## Input data
/---
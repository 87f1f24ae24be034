// src/orchestrator/remove.rs

//! Member removal: `PreRemove` → trust-store removal → `PostRemove`. Driven
//! externally — an embedder's own REST handler calls
//! [`super::OrchestratorHandle::remove_member`] the way it calls `start_api`.
//!
//! Removing this node's own name is the graceful-stop case: once the hooks
//! and trust-store removal finish, it triggers the shutdown-requested signal
//! so `Orchestrator::run` returns on its own, matching "respond to caller,
//! then post to the channel, then `Run` returns".

use std::sync::Arc;

use tracing::info;

use super::{LiveHandle, OrchestratorInner};
use crate::error::{KernelError, KernelResult};

pub(super) async fn run_remove(
    inner: &Arc<OrchestratorInner>,
    name: &str,
    force: bool,
) -> KernelResult<()> {
    let handle = LiveHandle::new(inner.clone());

    inner
        .hooks
        .pre_remove(handle.clone(), force)
        .await
        .map_err(|e| KernelError::Hook(format!("PreRemove hook failed: {e}")))?;

    inner
        .trust_store()
        .remove(name)
        .map_err(|e| KernelError::Peer(format!("Failed to remove '{name}' from trust store: {e:#}")))?;

    inner
        .hooks
        .post_remove(handle, force)
        .await
        .map_err(|e| KernelError::Hook(format!("PostRemove hook failed: {e}")))?;

    info!("Removed member '{name}' from the trust store");

    if *inner.name.read() == name {
        inner.shutdown_requested.cancel();
    }
    Ok(())
}
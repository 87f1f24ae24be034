// src/db.rs

//! The replicated database facade. Opaque from the kernel's perspective: it
//! exposes exactly the operations the orchestrator needs to drive bootstrap,
//! join, rejoin, and teardown, plus a schema version query. Everything about
//! how replication actually happens is the embedder's concern.

use std::sync::Arc;

use async_trait::async_trait;

use crate::error::KernelResult;
use crate::orchestrator::OrchestratorHandle;
use crate::trust::Remote;

/// One ordered schema migration. Opaque payload; the kernel never inspects
/// it beyond passing it through to [`ReplicatedDatabase::set_schema`].
#[derive(Debug, Clone)]
pub struct SchemaUpdate {
    pub name: String,
}

/// The role the database assigns a member. These are transient and surfaced
/// by the database, not owned by the kernel — bootstrap always starts a
/// member as `Pending`.
#[derive(Debug, Clone, Copy, PartialEq, Eq)]
pub enum MemberRole {
    Pending,
    Spare,
    Standby,
    Voter,
    Leader,
}

/// The self-member record passed to [`ReplicatedDatabase::bootstrap`].
#[derive(Debug, Clone)]
pub struct SelfMember {
    pub name: String,
    pub address: String,
    pub role: MemberRole,
}

/// `(internalVersion, externalVersion, apiExtensionVersion)`.
#[derive(Debug, Clone, Copy, PartialEq, Eq, Default)]
pub struct SchemaVersion {
    pub internal: u64,
    pub external: u64,
    pub api_extension: u64,
}

/// The operations the kernel requires from the replicated database. The
/// kernel drives this; the database never calls back into the kernel except
/// via the `OnHeartbeat` hook, which is outside this trait's surface.
#[async_trait]
pub trait ReplicatedDatabase: Send + Sync {
    /// Registers the ordered schema-update list and extension identifiers.
    /// Must be called before any of `bootstrap`/`join`/`start_with_cluster`.
    async fn set_schema(&self, updates: Vec<SchemaUpdate>, extensions: Vec<String>)
    -> KernelResult<()>;

    /// Creates a single-member quorum and promotes `self_member` on success.
    /// Precondition: the trust store contains only self, and
    /// `self_member.role == MemberRole::Pending`. `state` is retained by
    /// implementations that drive their own heartbeat ticker, so they can
    /// call [`OrchestratorHandle::dispatch_on_heartbeat`] on each tick.
    async fn bootstrap(
        &self,
        extensions: &[String],
        project: &str,
        address: &str,
        self_member: SelfMember,
        state: Arc<dyn OrchestratorHandle>,
    ) -> KernelResult<()>;

    /// Adds self to an existing quorum as `Pending`, promoted per cluster
    /// policy. Precondition: the cluster cert matches existing members and
    /// trust confirmation has completed.
    async fn join(
        &self,
        extensions: &[String],
        project: &str,
        address: &str,
        join_addresses: &[String],
        state: Arc<dyn OrchestratorHandle>,
    ) -> KernelResult<()>;

    /// Rejoins an existing quorum using the addresses already on disk.
    /// Precondition: a prior bootstrap or join left its mark on disk.
    async fn start_with_cluster(
        &self,
        extensions: &[String],
        project: &str,
        address: &str,
        remotes: &[Remote],
        state: Arc<dyn OrchestratorHandle>,
    ) -> KernelResult<()>;

    /// Schema versions, valid only after `set_schema` has run.
    fn schema_version(&self) -> SchemaVersion;

    /// Flushes and terminates replication. Safe to call from any state.
    async fn stop(&self) -> KernelResult<()>;
}

#[cfg(test)]
pub mod stub {
    //! An in-memory stand-in used by the kernel's own tests. Not exported
    //! outside `#[cfg(test)]`: embedders supply their own implementation.

    use std::sync::atomic::{AtomicBool, AtomicU32, Ordering};

    use super::*;

    #[derive(Default)]
    pub struct InMemoryDatabase {
        schema_set: AtomicBool,
        bootstrapped: AtomicBool,
        joined: AtomicBool,
        stopped: AtomicBool,
        stop_calls: AtomicU32,
        version: SchemaVersion,
    }

    impl InMemoryDatabase {
        pub fn new() -> Self {
            Self {
                version: SchemaVersion {
                    internal: 1,
                    external: 1,
                    api_extension: 0,
                },
                ..Default::default()
            }
        }

        pub fn stop_call_count(&self) -> u32 {
            self.stop_calls.load(Ordering::SeqCst)
        }

        pub fn is_bootstrapped(&self) -> bool {
            self.bootstrapped.load(Ordering::SeqCst)
        }

        pub fn is_joined(&self) -> bool {
            self.joined.load(Ordering::SeqCst)
        }
    }

    #[async_trait]
    impl ReplicatedDatabase for InMemoryDatabase {
        async fn set_schema(
            &self,
            _updates: Vec<SchemaUpdate>,
            _extensions: Vec<String>,
        ) -> KernelResult<()> {
            self.schema_set.store(true, Ordering::SeqCst);
            Ok(())
        }

        async fn bootstrap(
            &self,
            _extensions: &[String],
            _project: &str,
            _address: &str,
            self_member: SelfMember,
            _state: Arc<dyn OrchestratorHandle>,
        ) -> KernelResult<()> {
            assert_eq!(self_member.role, MemberRole::Pending);
            self.bootstrapped.store(true, Ordering::SeqCst);
            Ok(())
        }

        async fn join(
            &self,
            _extensions: &[String],
            _project: &str,
            _address: &str,
            _join_addresses: &[String],
            _state: Arc<dyn OrchestratorHandle>,
        ) -> KernelResult<()> {
            self.joined.store(true, Ordering::SeqCst);
            Ok(())
        }

        async fn start_with_cluster(
            &self,
            _extensions: &[String],
            _project: &str,
            _address: &str,
            _remotes: &[Remote],
            _state: Arc<dyn OrchestratorHandle>,
        ) -> KernelResult<()> {
            self.bootstrapped.store(true, Ordering::SeqCst);
            Ok(())
        }

        fn schema_version(&self) -> SchemaVersion {
            self.version
        }

        async fn stop(&self) -> KernelResult<()> {
            self.stop_calls.fetch_add(1, Ordering::SeqCst);
            self.stopped.store(true, Ordering::SeqCst);
            Ok(())
        }
    }

    #[tokio::test]
    async fn stop_is_idempotent_but_counted() {
        let db = InMemoryDatabase::new();
        db.stop().await.unwrap();
        db.stop().await.unwrap();
        assert_eq!(db.stop_call_count(), 2);
    }

    #[tokio::test]
    async fn bootstrap_retains_the_handle_a_real_implementation_would_tick_heartbeats_on() {
        use crate::orchestrator::tests_support::NullHandle;

        let db = InMemoryDatabase::new();
        let handle: Arc<dyn OrchestratorHandle> = Arc::new(NullHandle);
        db.bootstrap(
            &[],
            "proj",
            "0.0.0.0:7000",
            SelfMember {
                name: "alpha".into(),
                address: "0.0.0.0:7000".into(),
                role: MemberRole::Pending,
            },
            handle.clone(),
        )
        .await
        .unwrap();
        assert!(db.is_bootstrapped());
        handle.dispatch_on_heartbeat().await;
    }
}
// ABOUTME: Root module for flowtool - exposes units of work as agent-callable tools.
// ABOUTME: Re-exports all public types from submodules.

pub mod config;
pub mod error;
pub mod prelude;
pub mod targets;
pub mod tool;

pub use config::AdapterConfig;
pub use error::{TargetError, ToolError};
\---
## Task to complete
In the listing above, the lines from the one containing "kernel never inspects" through the one containing "this trait's surface." must be set down exactly, with no other lines.

## Solution
/// One ordered schema migration. Opaque payload; the kernel never inspects
/// it beyond passing it through to [`ReplicatedDatabase::set_schema`].
#[derive(Debug, Clone)]
pub struct SchemaUpdate {
    pub name: String,
}

/// The role the database assigns a member. These are transient and surfaced
/// by the database, not owned by the kernel — bootstrap always starts a
/// member as `Pending`.
#[derive(Debug, Clone, Copy, PartialEq, Eq)]
pub enum MemberRole {
    Pending,
    Spare,
    Standby,
    Voter,
    Leader,
}

/// The self-member record passed to [`ReplicatedDatabase::bootstrap`].
#[derive(Debug, Clone)]
pub struct SelfMember {
    pub name: String,
    pub address: String,
    pub role: MemberRole,
}

/// `(internalVersion, externalVersion, apiExtensionVersion)`.
#[derive(Debug, Clone, Copy, PartialEq, Eq, Default)]
pub struct SchemaVersion {
    pub internal: u64,
    pub external: u64,
    pub api_extension: u64,
}

/// The operations the kernel requires from the replicated database. The
/// kernel drives this; the database never calls back into the kernel except
/// via the `OnHeartbeat` hook, which is outside this trait's surface.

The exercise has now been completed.